Work item: Return all entries below exactly. Skip nothing.

Material shown:
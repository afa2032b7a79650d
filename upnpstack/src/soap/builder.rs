//! Construction d'enveloppes SOAP

use xmltree::{Element, XMLNode};

use crate::soap::{SOAP_ENCODING_NS, SOAP_ENVELOPE_NS};
use crate::xml::{element_to_string, push_text_child};

pub(crate) fn build_soap_envelope_with_body(body_child: Element) -> Result<String, xmltree::Error> {
    // Body
    let mut body = Element::new("s:Body");
    body.children.push(XMLNode::Element(body_child));

    // Envelope
    let mut envelope = Element::new("s:Envelope");
    envelope
        .attributes
        .insert("xmlns:s".to_string(), SOAP_ENVELOPE_NS.to_string());
    envelope
        .attributes
        .insert("s:encodingStyle".to_string(), SOAP_ENCODING_NS.to_string());
    envelope.children.push(XMLNode::Element(body));

    element_to_string(&envelope)
}

fn build_action_element<'a, I>(service_urn: &str, name: &str, values: I) -> Element
where
    I: IntoIterator<Item = (&'a str, &'a str)>,
{
    let mut elem = Element::new(&format!("u:{}", name));
    elem.attributes
        .insert("xmlns:u".to_string(), service_urn.to_string());
    for (key, value) in values {
        push_text_child(&mut elem, key, value);
    }
    elem
}

/// Construit une réponse SOAP UPnP
///
/// # Arguments
///
/// * `service_urn` - URN du service (ex: "urn:schemas-upnp-org:service:AVTransport:1")
/// * `action` - Nom de l'action (ex: "GetPositionInfo")
/// * `values` - Valeurs de retour, dans l'ordre de déclaration
pub fn build_soap_response(
    service_urn: &str,
    action: &str,
    values: &[(String, String)],
) -> Result<String, xmltree::Error> {
    let elem = build_action_element(
        service_urn,
        &format!("{}Response", action),
        values.iter().map(|(k, v)| (k.as_str(), v.as_str())),
    );
    build_soap_envelope_with_body(elem)
}

/// Construit une requête SOAP UPnP
pub fn build_soap_request(
    service_urn: &str,
    action: &str,
    args: &[(&str, &str)],
) -> Result<String, xmltree::Error> {
    let elem = build_action_element(service_urn, action, args.iter().copied());
    build_soap_envelope_with_body(elem)
}

#[cfg(test)]
mod tests {
    use super::*;

    #[test]
    fn test_build_response() {
        let values = vec![
            ("Track".to_string(), "5".to_string()),
            ("TrackDuration".to_string(), "00:03:45".to_string()),
        ];

        let xml = build_soap_response(
            "urn:schemas-upnp-org:service:AVTransport:1",
            "GetPositionInfo",
            &values,
        )
        .unwrap();

        assert!(xml.contains("GetPositionInfoResponse"));
        assert!(xml.contains("<Track>5</Track>"));
        assert!(xml.contains("<TrackDuration>00:03:45</TrackDuration>"));
        assert!(xml.contains("xmlns:s=\"http://schemas.xmlsoap.org/soap/envelope/\""));
    }

    #[test]
    fn test_build_empty_response() {
        let xml = build_soap_response("urn:schemas-upnp-org:service:AVTransport:1", "Stop", &[])
            .unwrap();

        assert!(xml.contains("StopResponse"));
        assert!(xml.contains("xmlns:u=\"urn:schemas-upnp-org:service:AVTransport:1\""));
    }

    #[test]
    fn test_request_escapes_text() {
        let xml = build_soap_request("urn:x:service:Y:1", "Echo", &[("Text", "a<b&c")]).unwrap();
        assert!(xml.contains("a&lt;b&amp;c"));
    }
}
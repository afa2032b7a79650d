//! GENA eventing: subscriptions, sequence numbers and moderated delivery.
//!
//! A subscription is scoped by a key naming the evented service (its USN).
//! Its SID is derived from the callback URLs, so a client retrying the same
//! `SUBSCRIBE` gets the same SID back.
//!
//! Moderation works on two thresholds carried by each [`GenaEvent`]:
//! `moderated_interval` is the minimum delay between two deliveries to a
//! subscriber, `moderated_delta` the number of changes to accumulate before
//! delivering. Changes accumulate across rejected events and the count resets
//! on each delivery.

pub mod errors;
mod manager;
mod subscription;

pub use errors::GenaError;
pub use manager::{Delivery, Gena, GenaEvent, property_set};
pub use subscription::{
    SEQ_NUMBER_MAX, Subscription, derive_sid, parse_callbacks, parse_timeout_header,
};
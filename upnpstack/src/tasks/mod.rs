//! Scheduling facilities shared by the control point and the GENA manager.
//!
//! - [`TaskQueue`] : time-ordered pending tasks
//! - [`TimerThread`] : calls a [`Runnable`] no later than its next wake time
//! - [`WorkerPool`] : bounded pool running I/O jobs off the timer and listener threads

pub mod errors;
mod queue;
mod timer;
mod worker;

pub use errors::WorkerError;
pub use queue::{SHORT_DELAY, Task, TaskQueue};
pub use timer::{Runnable, TimerThread};
pub use worker::WorkerPool;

Exercise solution:
repository afa2032b7a79650d
filename upnpstack/src/soap/builder.rs
//! Construction d'enveloppes SOAP

use xmltree::{Element, XMLNode};

use crate::soap::{SOAP_ENCODING_NS, SOAP_ENVELOPE_NS};
use crate::xml::{element_to_string, push_text_child};

pub(crate) fn build_soap_envelope_with_body(body_child: Element) -> Result<String, xmltree::Error> {
    // Body
    let mut body = Element::new("s:Body");
    body.children.push(XMLNode::Element(body_child));

    // Envelope
    let mut envelope = Element::new("s:Envelope");
    envelope
        .attributes
        .insert("xmlns:s".to_string(), SOAP_ENVELOPE_NS.to_string());
    envelope
        .attributes
        .insert("s:encodingStyle".to_string(), SOAP_ENCODING_NS.to_string());
    envelope.children.push(XMLNode::Element(body));

    element_to_string(&envelope)
}

fn build_action_element<'a, I>(service_urn: &str, name: &str, values: I) -> Element
where
    I: IntoIterator<Item = (&'a str, &'a str)>,
{
    let mut elem = Element::new(&format!("u:{}", name));
    elem.attributes
        .insert("xmlns:u".to_string(), service_urn.to_string());
    for (key, value) in values {
        push_text_child(&mut elem, key, value);
    }
    elem
}

/// Construit une réponse SOAP UPnP
///
/// # Arguments
///
/// * `service_urn` - URN du service (ex: "urn:schemas-upnp-org:service:AVTransport:1")
/// * `action` - Nom de l'action (ex: "GetPositionInfo")
/// * `values` - Valeurs de retour, dans l'ordre de déclaration
pub fn build_soap_response(
    service_urn: &str,
    action: &str,
    values: &[(String, String)],
) -> Result<String, xmltree::Error> {
    let elem = build_action_element(
        service_urn,
        &format!("{}Response", action),
        values.iter().map(|(k, v)| (k.as_str(), v.as_str())),
    );
    build_soap_envelope_with_body(elem)
}

/// Construit une requête SOAP UPnP
pub fn build_soap_request(
    service_urn: &str,
    action: &str,
    args: &[(&str, &str)],
) -> Result<String, xmltree::Error> {
    let elem = build_action_element(service_urn, action, args.iter().copied());
    build_soap_envelope_with_body(elem)
}

#[cfg(test)]
mod tests {
    use super::*;

    #[test]
    fn test_build_response() {
        let values = vec![
            ("Track".to_string(), "5".to_string()),
            ("TrackDuration".to_string(), "00:03:45".to_string()),
        ];

        let xml = build_soap_response(
            "urn:schemas-upnp-org:service:AVTransport:1",
            "GetPositionInfo",
            &values,
        )
        .unwrap();

        assert!(xml.contains("GetPositionInfoResponse"));
        assert!(xml.contains("<Track>5</Track>"));
        assert!(xml.contains("<TrackDuration>00:03:45</TrackDuration>"));
        assert!(xml.contains("xmlns:s=\"http://schemas.xmlsoap.org/soap/envelope/\""));
    }

    #[test]
    fn test_build_empty_response() {
        let xml = build_soap_response("urn:schemas-upnp-org:service:AVTransport:1", "Stop", &[])
            .unwrap();

        assert!(xml.contains("StopResponse"));
        assert!(xml.contains("xmlns:u=\"urn:schemas-upnp-org:service:AVTransport:1\""));
    }

    #[test]
    fn test_request_escapes_text() {
        let xml = build_soap_request("urn:x:service:Y:1", "Echo", &[("Text", "a<b&c")]).unwrap();
        assert!(xml.contains("a&lt;b&amp;c"));
    }
}
repository afa2032b7a79650d
//! GENA eventing: subscriptions, sequence numbers and moderated delivery.
//!
//! A subscription is scoped by a key naming the evented service (its USN).
//! Its SID is derived from the callback URLs, so a client retrying the same
//! `SUBSCRIBE` gets the same SID back.
//!
//! Moderation works on two thresholds carried by each [`GenaEvent`]:
//! `moderated_interval` is the minimum delay between two deliveries to a
//! subscriber, `moderated_delta` the number of changes to accumulate before
//! delivering. Changes accumulate across rejected events and the count resets
//! on each delivery.

pub mod errors;
mod manager;
mod subscription;

pub use errors::GenaError;
pub use manager::{Delivery, Gena, GenaEvent, property_set};
pub use subscription::{
    SEQ_NUMBER_MAX, Subscription, derive_sid, parse_callbacks, parse_timeout_header,
};
filename upnpstack/src/tasks/mod.rs
//! Scheduling facilities shared by the control point and the GENA manager.
//!
//! - [`TaskQueue`] : time-ordered pending tasks
//! - [`TimerThread`] : calls a [`Runnable`] no later than its next wake time
//! - [`WorkerPool`] : bounded pool running I/O jobs off the timer and listener threads

pub mod errors;
mod queue;
mod timer;
mod worker;

pub use errors::WorkerError;
pub use queue::{SHORT_DELAY, Task, TaskQueue};
pub use timer::{Runnable, TimerThread};
pub use worker::WorkerPool;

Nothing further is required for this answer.